Dear Eric,
On 29/08/05, Eric Lavigne lavigne.eric@gmail.com wrote:
How does receive work? I see that one of the arguments is a pattern for indicating what sort of message I am interested in, but I don't understand how to write/interpret such a pattern. Also, will I receive only the first message that matches this pattern? What happens if no messages match the pattern? Returns nil immediately? Block until such a message arrives?
Erlisp should neatly decouple two things. (1) receiving, (2) matching.
Receiving is blocking, with an optional timeout. With a timeout of 0, it's non-blocking. What you receive is a list.
You can then match this list agains patterns -- matching is the natural way of expressing things in Erlang, but not so in Lisp. In Lisp, you *can* use pattern matching. I've written a pattern matcher (fare-matcher) with Erlang and ML in mind. Other matchers are available (there's one in UCW, IIRC, and then there's Screamer).
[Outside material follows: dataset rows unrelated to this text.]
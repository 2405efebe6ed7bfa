use tracing_subscriber::EnvFilter;

pub const DEFAULT_LOG_DIRECTIVE: &str = "info";

/// Filter from a `RUST_LOG`-style string, falling back to `info` when the
/// value is absent, blank or unparsable.
pub fn build_env_filter(raw: Option<&str>) -> EnvFilter {
    match raw.map(str::trim).filter(|v| !v.is_empty()) {
        Some(directive) => EnvFilter::try_new(directive).unwrap_or_else(|_| {
            eprintln!("Ignoring invalid RUST_LOG value: {directive}");
            EnvFilter::new(DEFAULT_LOG_DIRECTIVE)
        }),
        None => EnvFilter::new(DEFAULT_LOG_DIRECTIVE),
    }
}

/// Plain-text, line-per-event logging on stdout.
pub fn init_console_logging() {
    let raw = std::env::var("RUST_LOG").ok();
    tracing_subscriber::fmt()
        .with_env_filter(build_env_filter(raw.as_deref()))
        .with_ansi(false)
        .with_target(false)
        .with_writer(std::io::stdout)
        .init();
}
use clap::{Parser, Subcommand};
use reelreply::channels::InstagramInbox;
use reelreply::config::Config;
use reelreply::scraper::ApifyClient;
use reelreply::seen_store::SeenStore;
use reelreply::{doctor, llm, logging, runtime};
use tracing::{error, info};

const VERSION: &str = env!("CARGO_PKG_VERSION");
const LONG_ABOUT: &str = concat!(
    "ReelReply v",
    env!("CARGO_PKG_VERSION"),
    "\n",
    "Replies to reels shared in Instagram direct messages when their comments are funny.\n",
    "\n",
    "Required environment: GOOGLE_API_KEY, APIFY_KEY, INSTA_USERNAME, INSTA_PASSWORD",
);

#[derive(Debug, Parser)]
#[command(name = "reelreply", version = VERSION, about = LONG_ABOUT)]
struct Cli {
    #[command(subcommand)]
    command: Option<MainCommand>,
}

#[derive(Debug, Subcommand)]
enum MainCommand {
    /// Log in and start polling the inbox (default)
    Start,
    /// Preflight diagnostics for configuration and state
    Doctor {
        /// Print the report as JSON
        #[arg(long)]
        json: bool,
    },
    /// Show version
    Version,
}

fn print_version() {
    println!("reelreply {VERSION}");
}

async fn start() -> anyhow::Result<()> {
    let config = Config::load()?;
    let llm = llm::create_provider(&config)?;
    let store = SeenStore::load(config.state_path.as_str())?;
    info!(
        "Loaded {} replied messages for: {}",
        store.len(),
        config.insta_username
    );

    let inbox = InstagramInbox::new(&config)?;
    let scraper = ApifyClient::new(&config)?;

    let state = runtime::AppState {
        config,
        inbox: Box::new(inbox),
        scraper: Box::new(scraper),
        llm,
        store,
    };
    runtime::run(state).await
}

#[tokio::main]
async fn main() -> anyhow::Result<()> {
    let cli = Cli::parse();

    match cli.command {
        Some(MainCommand::Start) | None => {}
        Some(MainCommand::Doctor { json }) => {
            doctor::run_cli(json)?;
            return Ok(());
        }
        Some(MainCommand::Version) => {
            print_version();
            return Ok(());
        }
    }

    logging::init_console_logging();
    if let Err(e) = start().await {
        error!("{e:#}");
        std::process::exit(1);
    }
    Ok(())
}
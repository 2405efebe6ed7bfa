//! Shared error, retry and text primitives for reelreply.

pub mod error;
pub mod retry;
pub mod text;
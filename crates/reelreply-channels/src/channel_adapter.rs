use async_trait::async_trait;
use reelreply_core::error::ReelReplyError;

use crate::channel::{DirectMessage, DirectThread};

#[async_trait]
pub trait DirectInbox: Send + Sync {
    /// Unique name: "instagram"
    fn name(&self) -> &str;

    /// Authenticate and return the account id of the logged-in user.
    async fn login(&self, username: &str, password: &str) -> Result<String, ReelReplyError>;

    /// Account id of the logged-in user, `None` before a successful login.
    fn self_user_id(&self) -> Option<String>;

    /// Every thread the account participates in, with its recent messages.
    async fn list_threads(&self) -> Result<Vec<DirectThread>, ReelReplyError>;

    /// Send `text` into `thread_id` as a reply to `in_reply_to`.
    async fn send_reply(
        &self,
        thread_id: &str,
        text: &str,
        in_reply_to: &DirectMessage,
    ) -> Result<(), ReelReplyError>;

    /// Mark `thread_id` read up to and including `message_id`.
    async fn mark_thread_read(
        &self,
        thread_id: &str,
        message_id: &str,
    ) -> Result<(), ReelReplyError>;
}
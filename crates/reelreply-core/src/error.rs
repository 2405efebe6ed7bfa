use thiserror::Error;

#[derive(Error, Debug)]
pub enum ReelReplyError {
    #[error("Messaging error: {0}")]
    Messaging(String),

    #[error("Login required: {0}")]
    LoginRequired(String),

    #[error("Scraper error: {0}")]
    Scraper(String),

    #[error("LLM API error: {0}")]
    LlmApi(String),

    #[error("Rate limited, retry after backoff")]
    RateLimited,

    #[error("HTTP error: {0}")]
    Http(#[from] reqwest::Error),

    #[error("JSON error: {0}")]
    Json(#[from] serde_json::Error),

    #[error("IO error: {0}")]
    Io(#[from] std::io::Error),

    #[error("State error: {0}")]
    State(String),

    #[error("Config error: {0}")]
    Config(String),
}

impl ReelReplyError {
    /// Errors that may succeed if the same call is issued again.
    pub fn is_transient(&self) -> bool {
        matches!(
            self,
            ReelReplyError::Messaging(_)
                | ReelReplyError::LoginRequired(_)
                | ReelReplyError::RateLimited
                | ReelReplyError::Http(_)
        )
    }
}
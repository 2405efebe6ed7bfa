use std::sync::RwLock;

use chrono::{DateTime, Utc};
use serde::Deserialize;
use serde_json::Value;
use tracing::{debug, info};

use crate::config::Config;
use crate::error::ReelReplyError;
use reelreply_channels::channel::{DirectMessage, DirectThread, InboxUser};
use reelreply_channels::channel_adapter::DirectInbox;
use reelreply_core::text::preview;

const USER_AGENT: &str = "Instagram 269.0.0.18.75 Android (26/8.0.0; 480dpi; 1080x1920; OnePlus; 6T Dev; devitron; qcom; en_US; 314665256)";
const APP_ID: &str = "567067343352427";
const INBOX_THREAD_LIMIT: &str = "20";
const INBOX_MESSAGE_LIMIT: &str = "10";

#[derive(Debug, Clone)]
struct InstagramSession {
    user_id: String,
    authorization: String,
}

/// Direct-message inbox backed by the Instagram mobile API.
pub struct InstagramInbox {
    http: reqwest::Client,
    base_url: String,
    device_id: String,
    session: RwLock<Option<InstagramSession>>,
}

impl InstagramInbox {
    pub fn new(config: &Config) -> Result<Self, ReelReplyError> {
        let http = reqwest::Client::builder()
            .timeout(config.http_timeout())
            .user_agent(USER_AGENT)
            .build()?;
        Ok(InstagramInbox {
            http,
            base_url: config.instagram_base_url.trim_end_matches('/').to_string(),
            device_id: uuid::Uuid::new_v4().to_string(),
            session: RwLock::new(None),
        })
    }

    fn url(&self, path: &str) -> String {
        format!("{}/{}", self.base_url, path.trim_start_matches('/'))
    }

    fn authorization(&self) -> Result<String, ReelReplyError> {
        self.session
            .read()
            .ok()
            .and_then(|s| s.as_ref().map(|s| s.authorization.clone()))
            .ok_or_else(|| ReelReplyError::LoginRequired("no active session".into()))
    }

    async fn post_form(
        &self,
        path: &str,
        form: &[(&str, String)],
    ) -> Result<Value, ReelReplyError> {
        let response = self
            .http
            .post(self.url(path))
            .header("X-IG-App-ID", APP_ID)
            .header(reqwest::header::AUTHORIZATION, self.authorization()?)
            .form(form)
            .send()
            .await?;
        read_api_response(response).await
    }
}

async fn read_api_response(response: reqwest::Response) -> Result<Value, ReelReplyError> {
    let status = response.status();
    let body = response.text().await?;
    check_api_body(status, &body)
}

fn check_api_body(status: reqwest::StatusCode, body: &str) -> Result<Value, ReelReplyError> {
    if status.as_u16() == 429 {
        return Err(ReelReplyError::RateLimited);
    }
    let parsed: Value = match serde_json::from_str(body) {
        Ok(v) => v,
        Err(_) if !status.is_success() => {
            return Err(ReelReplyError::Messaging(format!(
                "HTTP {status}: {}",
                preview(body, 300)
            )));
        }
        Err(e) => return Err(e.into()),
    };
    let api_status = parsed.get("status").and_then(Value::as_str).unwrap_or("");
    if status.is_success() && api_status == "ok" {
        return Ok(parsed);
    }
    let message = parsed
        .get("message")
        .and_then(Value::as_str)
        .unwrap_or("unknown error")
        .to_string();
    if status.as_u16() == 401 || status.as_u16() == 403 || message == "login_required" {
        return Err(ReelReplyError::LoginRequired(message));
    }
    Err(ReelReplyError::Messaging(format!("HTTP {status}: {message}")))
}

fn encrypted_password(password: &str, now: DateTime<Utc>) -> String {
    format!("#PWD_INSTAGRAM:0:{}:{password}", now.timestamp())
}

/// Ids arrive as JSON numbers or strings depending on endpoint.
fn id_string(value: &Value) -> Option<String> {
    match value {
        Value::String(s) if !s.is_empty() => Some(s.clone()),
        Value::Number(n) => Some(n.to_string()),
        _ => None,
    }
}

fn micros_to_datetime(value: &Value) -> Option<DateTime<Utc>> {
    let micros = match value {
        Value::Number(n) => n.as_i64()?,
        Value::String(s) => s.parse::<i64>().ok()?,
        _ => return None,
    };
    let secs = micros.div_euclid(1_000_000);
    let nanos = (micros.rem_euclid(1_000_000) * 1_000) as u32;
    DateTime::from_timestamp(secs, nanos)
}

#[derive(Debug, Deserialize)]
struct RawInbox {
    inbox: RawInboxBody,
}

#[derive(Debug, Deserialize)]
struct RawInboxBody {
    #[serde(default)]
    threads: Vec<RawThread>,
}

#[derive(Debug, Deserialize)]
struct RawThread {
    #[serde(default)]
    thread_id: Value,
    #[serde(default)]
    users: Vec<RawUser>,
    #[serde(default)]
    items: Vec<RawItem>,
}

#[derive(Debug, Deserialize)]
struct RawUser {
    #[serde(default)]
    pk: Value,
    #[serde(default)]
    username: String,
}

#[derive(Debug, Deserialize)]
struct RawItem {
    #[serde(default)]
    item_id: Value,
    #[serde(default)]
    user_id: Value,
    #[serde(default)]
    timestamp: Value,
    #[serde(default)]
    item_type: String,
    #[serde(default)]
    clip: Option<Value>,
    #[serde(default)]
    client_context: Option<String>,
}

fn clip_code(clip: &Value) -> Option<String> {
    clip.pointer("/clip/code")
        .or_else(|| clip.get("code"))
        .and_then(Value::as_str)
        .filter(|c| !c.is_empty())
        .map(str::to_string)
}

fn convert_thread(raw: RawThread) -> Option<DirectThread> {
    let id = id_string(&raw.thread_id)?;
    let users = raw
        .users
        .into_iter()
        .filter_map(|u| {
            Some(InboxUser {
                id: id_string(&u.pk)?,
                username: u.username,
            })
        })
        .collect();
    let messages = raw
        .items
        .into_iter()
        .filter_map(|item| {
            Some(DirectMessage {
                id: id_string(&item.item_id)?,
                author_id: id_string(&item.user_id).unwrap_or_default(),
                timestamp: micros_to_datetime(&item.timestamp),
                content_ref: item.clip.as_ref().and_then(clip_code),
                item_type: item.item_type,
                client_context: item.client_context,
            })
        })
        .collect();
    Some(DirectThread {
        id,
        users,
        messages,
    })
}

pub fn parse_inbox(body: Value) -> Result<Vec<DirectThread>, ReelReplyError> {
    let raw: RawInbox = serde_json::from_value(body)?;
    Ok(raw
        .inbox
        .threads
        .into_iter()
        .filter_map(convert_thread)
        .collect())
}

#[async_trait::async_trait]
impl DirectInbox for InstagramInbox {
    fn name(&self) -> &str {
        "instagram"
    }

    async fn login(&self, username: &str, password: &str) -> Result<String, ReelReplyError> {
        let form = [
            ("username", username.to_string()),
            ("enc_password", encrypted_password(password, Utc::now())),
            ("device_id", self.device_id.clone()),
            ("guid", self.device_id.clone()),
            ("phone_id", self.device_id.clone()),
            ("login_attempt_count", "0".to_string()),
        ];
        let response = self
            .http
            .post(self.url("accounts/login/"))
            .header("X-IG-App-ID", APP_ID)
            .form(&form)
            .send()
            .await?;
        let authorization = response
            .headers()
            .get("ig-set-authorization")
            .and_then(|v| v.to_str().ok())
            .map(str::to_string);
        let body = read_api_response(response).await.map_err(|e| match e {
            ReelReplyError::Messaging(msg) => ReelReplyError::LoginRequired(msg),
            other => other,
        })?;

        let user_id = body
            .get("logged_in_user")
            .and_then(|u| u.get("pk_id").or_else(|| u.get("pk")))
            .and_then(id_string)
            .ok_or_else(|| {
                ReelReplyError::LoginRequired("login response carried no user id".into())
            })?;
        let authorization = authorization
            .filter(|a| !a.trim().is_empty())
            .ok_or_else(|| {
                ReelReplyError::LoginRequired(
                    "login response carried no authorization header".into(),
                )
            })?;

        if let Ok(mut session) = self.session.write() {
            *session = Some(InstagramSession {
                user_id: user_id.clone(),
                authorization,
            });
        }
        info!("Logged in to instagram as {username} ({user_id})");
        Ok(user_id)
    }

    fn self_user_id(&self) -> Option<String> {
        self.session
            .read()
            .ok()
            .and_then(|s| s.as_ref().map(|s| s.user_id.clone()))
    }

    async fn list_threads(&self) -> Result<Vec<DirectThread>, ReelReplyError> {
        let response = self
            .http
            .get(self.url("direct_v2/inbox/"))
            .header("X-IG-App-ID", APP_ID)
            .header(reqwest::header::AUTHORIZATION, self.authorization()?)
            .query(&[
                ("visual_message_return_type", "unseen"),
                ("persistentBadging", "true"),
                ("limit", INBOX_THREAD_LIMIT),
                ("thread_message_limit", INBOX_MESSAGE_LIMIT),
            ])
            .send()
            .await?;
        let body = read_api_response(response).await?;
        let threads = parse_inbox(body)?;
        debug!("Fetched {} direct threads", threads.len());
        Ok(threads)
    }

    async fn send_reply(
        &self,
        thread_id: &str,
        text: &str,
        in_reply_to: &DirectMessage,
    ) -> Result<(), ReelReplyError> {
        let client_context = uuid::Uuid::new_v4().to_string();
        let mut form = vec![
            ("action", "send_item".to_string()),
            ("thread_ids", format!("[{thread_id}]")),
            ("text", text.to_string()),
            ("client_context", client_context.clone()),
            ("offline_threading_id", client_context.clone()),
            ("mutation_token", client_context),
            ("_uuid", self.device_id.clone()),
            ("device_id", self.device_id.clone()),
            ("replied_to_item_id", in_reply_to.id.clone()),
        ];
        if let Some(ctx) = in_reply_to.client_context.as_deref() {
            form.push(("replied_to_client_context", ctx.to_string()));
        }
        self.post_form("direct_v2/threads/broadcast/text/", &form)
            .await?;
        Ok(())
    }

    async fn mark_thread_read(
        &self,
        thread_id: &str,
        message_id: &str,
    ) -> Result<(), ReelReplyError> {
        let form = [
            ("action", "mark_seen".to_string()),
            ("thread_id", thread_id.to_string()),
            ("item_id", message_id.to_string()),
            ("use_unified_inbox", "true".to_string()),
            ("_uuid", self.device_id.clone()),
        ];
        self.post_form(
            &format!("direct_v2/threads/{thread_id}/items/{message_id}/seen/"),
            &form,
        )
        .await?;
        Ok(())
    }
}
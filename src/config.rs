use std::path::PathBuf;
use std::time::Duration;

use serde::{Deserialize, Serialize};

use crate::error::ReelReplyError;
use reelreply_core::retry::RetryPolicy;

pub const GOOGLE_API_KEY_ENV: &str = "GOOGLE_API_KEY";
pub const APIFY_KEY_ENV: &str = "APIFY_KEY";
pub const INSTA_USERNAME_ENV: &str = "INSTA_USERNAME";
pub const INSTA_PASSWORD_ENV: &str = "INSTA_PASSWORD";

fn default_state_path() -> String {
    "store.json".into()
}
fn default_poll_interval_secs() -> u64 {
    100
}
fn default_recovery_delay_secs() -> u64 {
    10
}
fn default_retry_attempts() -> u32 {
    3
}
fn default_retry_delay_secs() -> u64 {
    10
}
fn default_recency_window_hours() -> i64 {
    24
}
fn default_comment_results_limit() -> usize {
    10
}
fn default_comment_sample_size() -> usize {
    5
}
fn default_llm_model() -> String {
    "gemini-1.5-flash-latest".into()
}
fn default_apify_actor_id() -> String {
    "SbK00X0JYCPblD2wp".into()
}
fn default_apify_base_url() -> String {
    "https://api.apify.com/v2".into()
}
fn default_instagram_base_url() -> String {
    "https://i.instagram.com/api/v1".into()
}
fn default_http_timeout_secs() -> u64 {
    120
}

#[derive(Clone, Debug, Serialize, Deserialize)]
pub struct Config {
    #[serde(default)]
    pub google_api_key: String,
    #[serde(default)]
    pub apify_key: String,
    #[serde(default)]
    pub insta_username: String,
    #[serde(default)]
    pub insta_password: String,
    #[serde(default = "default_state_path")]
    pub state_path: String,
    #[serde(default = "default_poll_interval_secs")]
    pub poll_interval_secs: u64,
    #[serde(default = "default_recovery_delay_secs")]
    pub recovery_delay_secs: u64,
    #[serde(default = "default_retry_attempts")]
    pub retry_attempts: u32,
    #[serde(default = "default_retry_delay_secs")]
    pub retry_delay_secs: u64,
    #[serde(default = "default_recency_window_hours")]
    pub recency_window_hours: i64,
    #[serde(default = "default_comment_results_limit")]
    pub comment_results_limit: usize,
    #[serde(default = "default_comment_sample_size")]
    pub comment_sample_size: usize,
    #[serde(default = "default_llm_model")]
    pub llm_model: String,
    #[serde(default)]
    pub llm_base_url: Option<String>,
    #[serde(default = "default_apify_actor_id")]
    pub apify_actor_id: String,
    #[serde(default = "default_apify_base_url")]
    pub apify_base_url: String,
    #[serde(default = "default_instagram_base_url")]
    pub instagram_base_url: String,
    #[serde(default = "default_http_timeout_secs")]
    pub http_timeout_secs: u64,
}

impl Default for Config {
    fn default() -> Self {
        Config {
            google_api_key: String::new(),
            apify_key: String::new(),
            insta_username: String::new(),
            insta_password: String::new(),
            state_path: default_state_path(),
            poll_interval_secs: default_poll_interval_secs(),
            recovery_delay_secs: default_recovery_delay_secs(),
            retry_attempts: default_retry_attempts(),
            retry_delay_secs: default_retry_delay_secs(),
            recency_window_hours: default_recency_window_hours(),
            comment_results_limit: default_comment_results_limit(),
            comment_sample_size: default_comment_sample_size(),
            llm_model: default_llm_model(),
            llm_base_url: None,
            apify_actor_id: default_apify_actor_id(),
            apify_base_url: default_apify_base_url(),
            instagram_base_url: default_instagram_base_url(),
            http_timeout_secs: default_http_timeout_secs(),
        }
    }
}

impl Config {
    pub fn resolve_config_path() -> Result<Option<PathBuf>, ReelReplyError> {
        if let Ok(custom) = std::env::var("REELREPLY_CONFIG") {
            if std::path::Path::new(&custom).exists() {
                return Ok(Some(PathBuf::from(custom)));
            }
            return Err(ReelReplyError::Config(format!(
                "REELREPLY_CONFIG points to non-existent file: {custom}"
            )));
        }

        if std::path::Path::new("./reelreply.config.yaml").exists() {
            return Ok(Some(PathBuf::from("./reelreply.config.yaml")));
        }
        if std::path::Path::new("./reelreply.config.yml").exists() {
            return Ok(Some(PathBuf::from("./reelreply.config.yml")));
        }
        Ok(None)
    }

    /// Load `.env`, the optional YAML file and the environment, in that
    /// order of increasing precedence.
    pub fn load() -> Result<Self, ReelReplyError> {
        dotenvy::dotenv().ok();
        Self::load_from_process_env()
    }

    /// Same as [`Config::load`] without reading `.env`.
    pub fn load_from_process_env() -> Result<Self, ReelReplyError> {
        let mut config = match Self::resolve_config_path()? {
            Some(path) => {
                let path_str = path.to_string_lossy().to_string();
                let content = std::fs::read_to_string(&path).map_err(|e| {
                    ReelReplyError::Config(format!("Failed to read {path_str}: {e}"))
                })?;
                serde_yaml::from_str::<Config>(&content).map_err(|e| {
                    ReelReplyError::Config(format!("Failed to parse {path_str}: {e}"))
                })?
            }
            None => Config::default(),
        };
        config.apply_env_overrides(|key| std::env::var(key).ok());
        config.post_deserialize()?;
        Ok(config)
    }

    /// Overwrite secrets with non-blank values returned by `lookup`.
    pub fn apply_env_overrides<F>(&mut self, lookup: F)
    where
        F: Fn(&str) -> Option<String>,
    {
        let fields: [(&str, &mut String); 4] = [
            (GOOGLE_API_KEY_ENV, &mut self.google_api_key),
            (APIFY_KEY_ENV, &mut self.apify_key),
            (INSTA_USERNAME_ENV, &mut self.insta_username),
            (INSTA_PASSWORD_ENV, &mut self.insta_password),
        ];
        for (key, slot) in fields {
            if let Some(value) = lookup(key).filter(|v| !v.trim().is_empty()) {
                *slot = value.trim().to_string();
            }
        }
    }

    /// Apply post-deserialization normalization and validation.
    pub fn post_deserialize(&mut self) -> Result<(), ReelReplyError> {
        if self.state_path.trim().is_empty() {
            self.state_path = default_state_path();
        }
        if self.llm_model.trim().is_empty() {
            self.llm_model = default_llm_model();
        }
        if let Some(ref url) = self.llm_base_url {
            if url.trim().is_empty() {
                self.llm_base_url = None;
            }
        }
        if self.apify_actor_id.trim().is_empty() {
            self.apify_actor_id = default_apify_actor_id();
        }
        if self.apify_base_url.trim().is_empty() {
            self.apify_base_url = default_apify_base_url();
        }
        if self.instagram_base_url.trim().is_empty() {
            self.instagram_base_url = default_instagram_base_url();
        }
        if self.poll_interval_secs == 0 {
            self.poll_interval_secs = default_poll_interval_secs();
        }
        if self.retry_attempts == 0 {
            self.retry_attempts = default_retry_attempts();
        }
        if self.recency_window_hours <= 0 {
            self.recency_window_hours = default_recency_window_hours();
        }
        if self.comment_results_limit == 0 {
            self.comment_results_limit = default_comment_results_limit();
        }
        if self.comment_sample_size == 0 {
            self.comment_sample_size = default_comment_sample_size();
        }
        if self.http_timeout_secs == 0 {
            self.http_timeout_secs = default_http_timeout_secs();
        }

        let missing = self.missing_secrets();
        if !missing.is_empty() {
            return Err(ReelReplyError::Config(format!(
                "Missing required environment variables: {}",
                missing.join(", ")
            )));
        }
        Ok(())
    }

    pub fn missing_secrets(&self) -> Vec<&'static str> {
        [
            (GOOGLE_API_KEY_ENV, &self.google_api_key),
            (APIFY_KEY_ENV, &self.apify_key),
            (INSTA_USERNAME_ENV, &self.insta_username),
            (INSTA_PASSWORD_ENV, &self.insta_password),
        ]
        .into_iter()
        .filter(|(_, value)| value.trim().is_empty())
        .map(|(key, _)| key)
        .collect()
    }

    pub fn poll_interval(&self) -> Duration {
        Duration::from_secs(self.poll_interval_secs)
    }

    pub fn recovery_delay(&self) -> Duration {
        Duration::from_secs(self.recovery_delay_secs)
    }

    pub fn http_timeout(&self) -> Duration {
        Duration::from_secs(self.http_timeout_secs)
    }

    pub fn retry_policy(&self) -> RetryPolicy {
        RetryPolicy::new(self.retry_attempts, Duration::from_secs(self.retry_delay_secs))
    }

    pub fn recency_window(&self) -> chrono::Duration {
        chrono::Duration::hours(self.recency_window_hours)
    }
}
What should happen when you receive something that doesn't match any pattern? I don't remember what happens in Erlang: either the message is dropped or it raises an error, I suppose (gotta read the documentation). In Lisp, it could be configurable. See match vs ematch just like we have case vs ecase.
Better still, is there a way to set up a default handler that would perform predefined action whenever a message matching its pattern shows up?
The Erlang way of doing things would be to spawn another process for the things you want to be done in background of your main process. Remember: processes are cheap, in the Erlang model. Hopefully, so will they eventually be with Erlisp (especially processes sleeping on a receive).